Петрина идет в двух-трех метрах впереди, с Оницою. Время от времени поворачивает к нему голову и хмурится — на ее гладком, немного покатом лбу меж бровей пролегла маленькая морщинка. Когда она так вот смотрит, Оницою (говорит только он, как всегда, если они вдвоем) — Оницою знает: она слушает очень внимательно, вот так сосредоточенна Петрина в дни особой запарки, перед сдачей работы, когда они засиживаются допоздна, и это выражение лица означает, что Петрина — вся внимание; за месяцы, пока они работают в одном кабинете, Оницою изучил ее — уж он-то ее знает.

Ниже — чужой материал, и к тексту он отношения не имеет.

use std::collections::HashMap;
use std::sync::{RwLock, RwLockReadGuard, RwLockWriteGuard};

use chksync_types::Checksum;
use tracing::trace;

use crate::error::{StoreError, StoreResult};
use crate::object::ChecksumObject;
use crate::traits::ObjectStore;

/// In-memory, HashMap-based checksum object store.
///
/// Objects are cheap to clone (payloads are shared `Bytes`), so reads hand
/// out clones.
pub struct InMemoryObjectStore {
    objects: RwLock<HashMap<Checksum, ChecksumObject>>,
}

impl InMemoryObjectStore {
    /// Create an empty store.
    pub fn new() -> Self {
        Self {
            objects: RwLock::new(HashMap::new()),
        }
    }

    /// Number of stored objects.
    ///
    /// Fails with [`StoreError::LockPoisoned`] like every other accessor,
    /// rather than reporting an empty store.
    pub fn len(&self) -> StoreResult<usize> {
        Ok(self.read_map()?.len())
    }

    pub fn is_empty(&self) -> StoreResult<bool> {
        Ok(self.read_map()?.is_empty())
    }

    /// Total transmitted size across all stored objects.
    pub fn total_bytes(&self) -> StoreResult<u64> {
        Ok(self.read_map()?.values().map(ChecksumObject::size).sum())
    }

    /// Sorted list of every stored checksum.
    pub fn all_checksums(&self) -> StoreResult<Vec<Checksum>> {
        let mut checksums: Vec<Checksum> = self.read_map()?.keys().copied().collect();
        checksums.sort();
        Ok(checksums)
    }

    fn read_map(&self) -> StoreResult<RwLockReadGuard<'_, HashMap<Checksum, ChecksumObject>>> {
        self.objects
            .read()
            .map_err(|e| StoreError::LockPoisoned(e.to_string()))
    }

    fn write_map(&self) -> StoreResult<RwLockWriteGuard<'_, HashMap<Checksum, ChecksumObject>>> {
        self.objects
            .write()
            .map_err(|e| StoreError::LockPoisoned(e.to_string()))
    }
}

impl Default for InMemoryObjectStore {
    fn default() -> Self {
        Self::new()
    }
}

impl ObjectStore for InMemoryObjectStore {
    fn read(&self, checksum: &Checksum) -> StoreResult<Option<ChecksumObject>> {
        Ok(self.read_map()?.get(checksum).cloned())
    }

    fn write(&self, object: &ChecksumObject) -> StoreResult<Checksum> {
        let checksum = object.checksum();
        if checksum.is_null() {
            return Err(StoreError::NullChecksum);
        }
        object.verify()?;
        let mut map = self.write_map()?;
        map.entry(checksum).or_insert_with(|| {
            trace!(checksum = %checksum.short_hex(), kind = %object.kind(), "stored object");
            object.clone()
        });
        Ok(checksum)
    }

    fn exists(&self, checksum: &Checksum) -> StoreResult<bool> {
        Ok(self.read_map()?.contains_key(checksum))
    }
}

impl std::fmt::Debug for InMemoryObjectStore {
    fn fmt(&self, f: &mut std::fmt::Formatter<'_>) -> std::fmt::Result {
        let mut debug = f.debug_struct("InMemoryObjectStore");
        match self.read_map() {
            Ok(map) => debug.field("object_count", &map.len()),
            Err(_) => debug.field("object_count", &"<poisoned>"),
        };
        debug.finish()
    }
}

#[cfg(test)]
mod tests {
    use super::*;
    use crate::object::{Asset, ChecksumObjectWithChildren};
    use chksync_types::Kind;

    fn text(content: &str) -> ChecksumObject {
        Asset::new(Kind::SOURCE_TEXT, content.as_bytes().to_vec()).into()
    }

    #[test]
    fn write_and_read_asset() {
        let store = InMemoryObjectStore::new();
        let obj = text("class C {}");
        let checksum = store.write(&obj).unwrap();
        assert_eq!(checksum, obj.checksum());
        assert_eq!(store.read(&checksum).unwrap(), Some(obj));
    }

    #[test]
    fn write_and_read_composite() {
        let store = InMemoryObjectStore::new();
        let leaf = text("x");
        let node: ChecksumObject =
            ChecksumObjectWithChildren::new(Kind::DOCUMENT_STATE, vec![leaf.checksum()]).into();
        let checksum = store.write(&node).unwrap();
        let back = store.read(&checksum).unwrap().expect("should exist");
        assert_eq!(back.child_checksums(), &[leaf.checksum()]);
    }

    #[test]
    fn write_is_idempotent() {
        let store = InMemoryObjectStore::new();
        let obj = text("same");
        assert_eq!(store.write(&obj).unwrap(), store.write(&obj).unwrap());
        assert_eq!(store.len().unwrap(), 1);
    }

    #[test]
    fn write_rejects_objects_that_do_not_verify() {
        let store = InMemoryObjectStore::new();
        let mut json = serde_json::to_value(text("original")).unwrap();
        json["Asset"]["payload"] = serde_json::to_value(b"forged".to_vec()).unwrap();
        let forged: ChecksumObject = serde_json::from_value(json).unwrap();

        assert!(matches!(
            store.write(&forged),
            Err(StoreError::ChecksumMismatch { .. })
        ));
        assert!(store.is_empty().unwrap());
    }

    #[test]
    fn missing_reports_unknown_checksums_in_order() {
        let store = InMemoryObjectStore::new();
        let known = store.write(&text("known")).unwrap();
        let a = Checksum::from_bytes(b"a");
        let b = Checksum::from_bytes(b"b");
        assert_eq!(store.missing(&[a, known, b]).unwrap(), vec![a, b]);
    }

    #[test]
    fn batch_operations() {
        let store = InMemoryObjectStore::new();
        let objects = vec![text("1"), text("2"), text("3")];
        let ids = store.write_batch(&objects).unwrap();
        assert_eq!(ids.len(), 3);

        let mut lookup = ids.clone();
        lookup.push(Checksum::from_bytes(b"absent"));
        let read = store.read_batch(&lookup).unwrap();
        assert!(read[..3].iter().all(Option::is_some));
        assert!(read[3].is_none());
    }

    #[test]
    fn all_checksums_is_sorted() {
        let store = InMemoryObjectStore::new();
        for content in ["c", "a", "b"] {
            store.write(&text(content)).unwrap();
        }
        let all = store.all_checksums().unwrap();
        assert_eq!(all.len(), 3);
        assert!(all.windows(2).all(|w| w[0] <= w[1]));
    }

    #[test]
    fn total_bytes_sums_object_sizes() {
        let store = InMemoryObjectStore::new();
        let a = text("12345");
        let b = text("123456789");
        store.write(&a).unwrap();
        store.write(&b).unwrap();
        assert_eq!(store.total_bytes().unwrap(), a.size() + b.size());
    }

    #[test]
    fn concurrent_reads_are_safe() {
        use std::sync::Arc;
        use std::thread;

        let store = Arc::new(InMemoryObjectStore::new());
        let checksum = store.write(&text("shared")).unwrap();

        let handles: Vec<_> = (0..8)
            .map(|_| {
                let store = Arc::clone(&store);
                thread::spawn(move || {
                    let obj = store.read(&checksum).unwrap().expect("present");
                    assert_eq!(obj.checksum(), checksum);
                })
            })
            .collect();
        for h in handles {
            h.join().expect("thread should not panic");
        }
    }

    #[test]
    fn poisoned_lock_is_reported_by_every_accessor() {
        use std::panic::{catch_unwind, AssertUnwindSafe};

        let store = InMemoryObjectStore::new();
        store.write(&text("x")).unwrap();
        let _ = catch_unwind(AssertUnwindSafe(|| {
            let _guard = store.objects.write().unwrap();
            panic!("writer died holding the lock");
        }));

        assert!(matches!(store.len(), Err(StoreError::LockPoisoned(_))));
        assert!(matches!(store.is_empty(), Err(StoreError::LockPoisoned(_))));
        assert!(matches!(store.total_bytes(), Err(StoreError::LockPoisoned(_))));
        assert!(matches!(store.all_checksums(), Err(StoreError::LockPoisoned(_))));
        assert!(matches!(
            store.exists(&Checksum::from_bytes(b"x")),
            Err(StoreError::LockPoisoned(_))
        ));
        assert!(format!("{store:?}").contains("poisoned"));
    }

    #[test]
    fn debug_format() {
        let store = InMemoryObjectStore::new();
        store.write(&text("x")).unwrap();
        let debug = format!("{store:?}");
        assert!(debug.contains("InMemoryObjectStore"));
        assert!(debug.contains("object_count"));
    }
}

— Ты видела, как Коман клевал носом?
— Бедняга! Как же, видела, — шепчет Петрина, — жаль его…
Она держит обеими руками сумку за спиной и при каждом шаге высоко подбрасывает ее — сумка бьет по икрам, выглядывающим из-под короткой юбки. Ее движения нарочито небрежны, она чувствует их неловкость, но продолжает все так же подбрасывать сумку и шагать неуклюже, вразвалку, подстраиваясь к походке Оницою.
«Бедняга, бедняга», — передразнивает ее Оницою. — Когда ежедневно видишь, как он уже с двенадцати часов засыпает, сидя на стуле, приходит в голову, что ему, пожалуй, пора завязать со службой, а? По крайней мере я так думаю, ты, может, и не согласна… Если бы я дошел до такого состояния, то сам явился бы к начальству и сказал: вот что, товарищи, я свое отработал, с меня хватит, все, пускай приходят молодые, пусть сами попробуют что почем — вот как я бы поступил, будь я на его месте, прямо пошел бы и сказал…
— Мне кажется, ему не хватает стажа… у него был перерыв, — задумчиво говорит Петрина; резкость Оницою ее пугает.
И что это на нее нашло — пожалела Комана, а если всерьез задуматься, стоит ли он сострадания? С какой стати его жалеть? Что спит на заседаниях? Так ведь в этом нет ничего жалостного, скорее смешно, Оницою прав, он, как всегда, прав. Потому-то Петрине и льстит, что Оницою порой теряет время на разговоры с ней, в обеденный ли перерыв, когда они вместе ходят в столовую, или когда после работы идут до автобуса. Он говорит, а она внимательно слушает, даже наморщит лоб — до того внимательно: старается все уловить и ответить именно то, что он хочет услышать!
— Надо как-нибудь тебе рассказать — не на ходу — историю Комана, — продолжает Оницою уже другим тоном. — Как-нибудь, когда у меня будет больше времени, расскажу тебе всю эту историю… Только ему все-таки пора на пенсию; стоит ли, из-за нескольких сотен леев каждый сопляк может тыкать в него пальцем… Уйти на пенсию по собственному желанию, — подытоживает Оницою, чтобы у Петрины не оставалось на этот счет сомнений.